Sólo podremos pasar a la siguiente fase cuando hayamos rescatado a todos los chavales de la actual.

El enemigo final de este primer nivel es una especie de inmenso samurai que lanza chorros de fuego por las manos. Shinobi tiene un ataque especial de magia ninja (sólo uno por nivel, atención, así que os aconsejo que lo reservéis para el supermaloso pertinente; precisamente, en la captura de abajo lo está llevando a cabo); bien, pues este es el momento perfecto para utilizarlo. No derribaremos al bestiajo, pero sí que lo dejaremos suficientemente chamuscado como para poder quitarlo del medio con un par de impactos más.

No es cosa fácil, sin embargo: su único punto débil son sus ojos, así que tenemos que brincar y lanzarle shurikens, tratando de que se cuelen por la única rendija abierta de su enorme yelmo. Si le acertamos, la monstruosidad parpadeará brevemente.

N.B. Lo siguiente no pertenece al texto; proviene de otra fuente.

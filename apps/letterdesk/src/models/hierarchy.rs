use chrono::{DateTime, Utc};
use serde::{Deserialize, Serialize};
use serde_json::{Map, Value};

/// Employee id to employee record, as edited in the hierarchy view.
/// Keeps insertion order (serde_json `preserve_order`).
pub type EmployeeMapping = Map<String, Value>;

/// Stored shape of a user's hierarchy. The mapping is flattened into an
/// ordered pair list so the JSON column stays a plain array.
#[derive(Debug, Clone, PartialEq, Serialize, Deserialize)]
pub struct HierarchyDocument {
    pub hierarchy: Value,
    pub employees: Vec<(String, Value)>,
    pub updated_at: DateTime<Utc>,
}

impl HierarchyDocument {
    pub fn new(hierarchy: Value, employees: &EmployeeMapping, updated_at: DateTime<Utc>) -> Self {
        Self {
            hierarchy,
            employees: employees
                .iter()
                .map(|(k, v)| (k.clone(), v.clone()))
                .collect(),
            updated_at,
        }
    }
}

/// What `load` hands back to callers: the graph plus the rebuilt mapping.
#[derive(Debug, Clone, PartialEq, Serialize, Deserialize)]
pub struct HierarchySnapshot {
    pub hierarchy: Value,
    pub employees: EmployeeMapping,
}

impl From<HierarchyDocument> for HierarchySnapshot {
    fn from(doc: HierarchyDocument) -> Self {
        Self {
            hierarchy: doc.hierarchy,
            employees: doc.employees.into_iter().collect(),
        }
    }
}

#[cfg(test)]
mod tests {
    use super::*;
    use serde_json::json;

    #[test]
    fn test_document_serializes_employees_as_pairs() {
        let mut employees = EmployeeMapping::new();
        employees.insert("e1".to_string(), json!({"name": "Jane"}));
        let doc = HierarchyDocument::new(json!({"root": "e1"}), &employees, Utc::now());

        let value = serde_json::to_value(&doc).unwrap();
        assert_eq!(value["employees"], json!([["e1", {"name": "Jane"}]]));
        assert!(value["updated_at"].is_string());
    }

    #[test]
    fn test_snapshot_rebuilds_mapping_from_pairs() {
        let doc = HierarchyDocument {
            hierarchy: json!({}),
            employees: vec![
                ("b".to_string(), json!(2)),
                ("a".to_string(), json!(1)),
            ],
            updated_at: Utc::now(),
        };
        let snapshot = HierarchySnapshot::from(doc);
        assert_eq!(snapshot.employees.len(), 2);
        assert_eq!(snapshot.employees["a"], json!(1));
        let keys: Vec<&str> = snapshot.employees.keys().map(String::as_str).collect();
        assert_eq!(keys, vec!["b", "a"]);
    }

    #[test]
    fn test_pairs_follow_insertion_order() {
        let mut employees = EmployeeMapping::new();
        employees.insert("e9".to_string(), json!({"name": "Zed"}));
        employees.insert("e1".to_string(), json!({"name": "Amy"}));
        let doc = HierarchyDocument::new(json!({}), &employees, Utc::now());

        let ids: Vec<&str> = doc.employees.iter().map(|(id, _)| id.as_str()).collect();
        assert_eq!(ids, vec!["e9", "e1"]);
    }

    #[test]
    fn test_request_order_survives_deserialization() {
        let employees: EmployeeMapping =
            serde_json::from_str(r#"{"zeta": 1, "alpha": 2, "mid": 3}"#).unwrap();
        let doc = HierarchyDocument::new(json!({}), &employees, Utc::now());
        let ids: Vec<&str> = doc.employees.iter().map(|(id, _)| id.as_str()).collect();
        assert_eq!(ids, vec!["zeta", "alpha", "mid"]);
    }
}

Los niveles sucesivos son similares, pero afortunadamente, la variedad de los escenarios, y su desarrollo (no siempre consisten en corretear desde la izquierda hasta la derecha de cada fase, sino que en ocasiones tendremos que saltar de piedra en piedra, sobre el agua, o adentrarnos en alguna edificación a base de brincar entre plataformas, ascendiendo hasta la parte superior) son suficientemente diversos como para que uno no se aburra. ¡Abla cadabla, pata de seldito aglidulse!

No sólo eso: los malos cambian (en aspecto, comportamiento y dificultad) conforme avanzamos el juego. Pronto tendremos que enfrentarnos a ninjas con más peligro que un indio detrás de un matojo, y hasta un enorme helicóptero (uno de los malos de fin de nivel más grandes y de movimiento, aún así, más suave que he visto en un juego de C64; lástima que su motor no emita ningún sonido).

Cada vez que concluyamos con éxito un nivel, nos enfrentaremos a una pantalla de bonificación que, he de seros sincero, nunca pensé que los programadores se atrevieran a adaptar a nuestro querido Commodore. Demasiado trabajo, me parecía a mí.

Si conocéis la recreativa original, seguro que ya sabéis a cuáles me refiero: aquellas en las que, con una vista en primera persona, tenemos que combatir contra un montón de ninjas que corretean y saltan entre una serie de pasarelas que se extienden ante nosotros.

Controlamos a las manos de Shinobi, moviéndolas de derecha a izquierda, y lanzando shurikens a las hordas de guerreros que se nos acercan.

Si uno de ellos consigue saltar y caernos justo ante las narices (además, el personajillo se ve, enorme, llenando casi toda la pantalla, con todo lujo de... pixels inflados), acabará la etapa. La mayor puntuación se consigue (y una vida extra, de paso), claro, si los barremos a todos, aunque os garantizo que eso no es nada fácil.

Lo mejor

* Una conversión fantástica.
* Muy adictivo.

Lo peor

* Aunque todo es cuestión de práctica, al principio se hace terriblemente difícil.